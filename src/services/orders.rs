//! Order reads from the relational schema; order creation forwards to the
//! ERP API.

use sea_orm::{
    ColumnTrait, DatabaseConnection, EntityTrait, FromQueryResult, JoinType, QueryFilter,
    QueryOrder, QuerySelect, RelationTrait,
};
use serde_json::Value;
use std::collections::HashMap;
use std::sync::Arc;
use tracing::instrument;

use crate::clients::DolibarrClient;
use crate::entities::{commande, commande_det, product, societe, Commande, CommandeDet};
use crate::errors::ServiceError;
use crate::models::{OrderItemView, OrderView};

#[derive(Debug, FromQueryResult)]
struct OrderHeaderRow {
    id: i64,
    reference: String,
    customer_name: Option<String>,
    date: Option<chrono::NaiveDateTime>,
    status: i32,
    total: f64,
}

#[derive(Debug, FromQueryResult)]
struct OrderItemRow {
    order_id: i64,
    product_id: i64,
    product_name: String,
    quantity: f64,
    total: f64,
}

#[derive(Clone)]
pub struct OrderService {
    db: Arc<DatabaseConnection>,
    erp: Arc<DolibarrClient>,
}

impl OrderService {
    pub fn new(db: Arc<DatabaseConnection>, erp: Arc<DolibarrClient>) -> Self {
        Self { db, erp }
    }

    fn header_select() -> sea_orm::Select<Commande> {
        Commande::find()
            .select_only()
            .column_as(commande::Column::Rowid, "id")
            .column_as(commande::Column::Reference, "reference")
            .column_as(societe::Column::Nom, "customer_name")
            .column_as(commande::Column::DateCommande, "date")
            .column_as(commande::Column::FkStatut, "status")
            .column_as(commande::Column::TotalTtc, "total")
            .join(JoinType::InnerJoin, commande::Relation::Societe.def())
    }

    fn item_select() -> sea_orm::Select<CommandeDet> {
        CommandeDet::find()
            .select_only()
            .column_as(commande_det::Column::FkCommande, "order_id")
            .column_as(commande_det::Column::FkProduct, "product_id")
            .column_as(product::Column::Label, "product_name")
            .column_as(commande_det::Column::Qty, "quantity")
            .column_as(commande_det::Column::TotalTtc, "total")
            .join(JoinType::InnerJoin, commande_det::Relation::Product.def())
    }

    /// All orders with customer names and line items, newest first.
    #[instrument(skip(self))]
    pub async fn list(&self) -> Result<Vec<OrderView>, ServiceError> {
        let headers = Self::header_select()
            .order_by_desc(commande::Column::DateCommande)
            .into_model::<OrderHeaderRow>()
            .all(&*self.db)
            .await?;

        let ids: Vec<i64> = headers.iter().map(|h| h.id).collect();
        let mut items_by_order = self.items_for(ids).await?;

        Ok(headers
            .into_iter()
            .map(|header| {
                let items = items_by_order.remove(&header.id).unwrap_or_default();
                into_view(header, items)
            })
            .collect())
    }

    /// One order with its line items.
    #[instrument(skip(self))]
    pub async fn get(&self, order_id: i64) -> Result<OrderView, ServiceError> {
        let header = Self::header_select()
            .filter(commande::Column::Rowid.eq(order_id))
            .into_model::<OrderHeaderRow>()
            .one(&*self.db)
            .await?
            .ok_or_else(|| ServiceError::NotFound(format!("Order {order_id} not found")))?;

        let mut items_by_order = self.items_for(vec![order_id]).await?;
        let items = items_by_order.remove(&order_id).unwrap_or_default();

        Ok(into_view(header, items))
    }

    /// Forwards the order request to the ERP.
    #[instrument(skip(self, payload))]
    pub async fn create(&self, payload: &Value) -> Result<Value, ServiceError> {
        self.erp.create_order(payload).await
    }

    async fn items_for(
        &self,
        order_ids: Vec<i64>,
    ) -> Result<HashMap<i64, Vec<OrderItemView>>, ServiceError> {
        if order_ids.is_empty() {
            return Ok(HashMap::new());
        }

        let rows = Self::item_select()
            .filter(commande_det::Column::FkCommande.is_in(order_ids))
            .into_model::<OrderItemRow>()
            .all(&*self.db)
            .await?;

        let mut by_order: HashMap<i64, Vec<OrderItemView>> = HashMap::new();
        for row in rows {
            by_order.entry(row.order_id).or_default().push(OrderItemView {
                product_id: row.product_id,
                product_name: row.product_name,
                quantity: row.quantity,
                total: row.total,
            });
        }

        Ok(by_order)
    }
}

fn into_view(header: OrderHeaderRow, items: Vec<OrderItemView>) -> OrderView {
    OrderView {
        id: header.id,
        reference: header.reference,
        customer_name: header.customer_name.unwrap_or_default(),
        date: header.date,
        status: header.status,
        total: header.total,
        items,
    }
}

□ □ □ □

— Your objective —
Each of the lines from the one holding "self.erp.create_order(payload).await" through the final line of the entries is to be set down exactly, and no others.

— Answer box —
        self.erp.create_order(payload).await
    }

    async fn items_for(
        &self,
        order_ids: Vec<i64>,
    ) -> Result<HashMap<i64, Vec<OrderItemView>>, ServiceError> {
        if order_ids.is_empty() {
            return Ok(HashMap::new());
        }

        let rows = Self::item_select()
            .filter(commande_det::Column::FkCommande.is_in(order_ids))
            .into_model::<OrderItemRow>()
            .all(&*self.db)
            .await?;

        let mut by_order: HashMap<i64, Vec<OrderItemView>> = HashMap::new();
        for row in rows {
            by_order.entry(row.order_id).or_default().push(OrderItemView {
                product_id: row.product_id,
                product_name: row.product_name,
                quantity: row.quantity,
                total: row.total,
            });
        }

        Ok(by_order)
    }
}

fn into_view(header: OrderHeaderRow, items: Vec<OrderItemView>) -> OrderView {
    OrderView {
        id: header.id,
        reference: header.reference,
        customer_name: header.customer_name.unwrap_or_default(),
        date: header.date,
        status: header.status,
        total: header.total,
        items,
    }
}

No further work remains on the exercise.